## Goal of the exercise
Starting with the line that contains "of already released", reproduce each line through the end of the entries exactly as written.

Records contained in a dataset

/*!
 * Memory Allocator Implementation
 * Allocation and deallocation logic
 */

use super::MemoryManager;
use crate::core::types::{Pid, Size};
use crate::memory::types::{AllocationError, BlockHandle, MemoryError, MemoryResult};
use tracing::{debug, warn};

impl MemoryManager {
    /// Allocate `amount` units for `owner` with the configured strategy
    ///
    /// `NoFit` is the expected failure and leaves the partition untouched;
    /// only the next-fit cursor may have moved.
    pub fn allocate(&mut self, amount: Size, owner: Pid) -> MemoryResult<BlockHandle> {
        if amount == 0 {
            return Err(AllocationError::ZeroSize.into());
        }

        let Some(idx) = self.strategy.select(&self.partition, amount, &mut self.cursor) else {
            let free = self.free_capacity();
            let largest_free = self.largest_free();
            debug!(
                pid = owner,
                requested = amount,
                free,
                largest_free,
                strategy = %self.strategy,
                "No fit"
            );
            return Err(MemoryError::NoFit {
                requested: amount,
                free,
                largest_free,
            });
        };

        let (allocated, remainder) = self.partition[idx].split(amount, owner, &mut self.ids)?;
        let handle = BlockHandle::new(allocated.id());
        self.partition
            .splice(idx..=idx, std::iter::once(allocated).chain(remainder));
        self.recompute_offsets();

        debug!(
            pid = owner,
            size = amount,
            block = %handle.id(),
            index = idx,
            "Allocated block"
        );
        debug_assert!(self.check_invariants().is_ok());

        Ok(handle)
    }

    /// Mark the block behind `handle` free; neighbours are left unmerged
    pub fn free(&mut self, handle: BlockHandle) -> MemoryResult<()> {
        let Some(idx) = self.position_of(handle) else {
            warn!(block = %handle.id(), "Free of unknown block");
            return Err(MemoryError::InvalidHandle(handle.id()));
        };

        let block = &mut self.partition[idx];
        let Some(pid) = block.owner().pid() else {
            warn!(block = %handle.id(), "Free of already released block");
            return Err(MemoryError::InvalidHandle(handle.id()));
        };

        block.free();
        debug!(pid, block = %handle.id(), size = block.size(), "Freed block");
        Ok(())
    }
}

## Output for this task
            warn!(block = %handle.id(), "Free of already released block");
            return Err(MemoryError::InvalidHandle(handle.id()));
        };

        block.free();
        debug!(pid, block = %handle.id(), size = block.size(), "Freed block");
        Ok(())
    }
}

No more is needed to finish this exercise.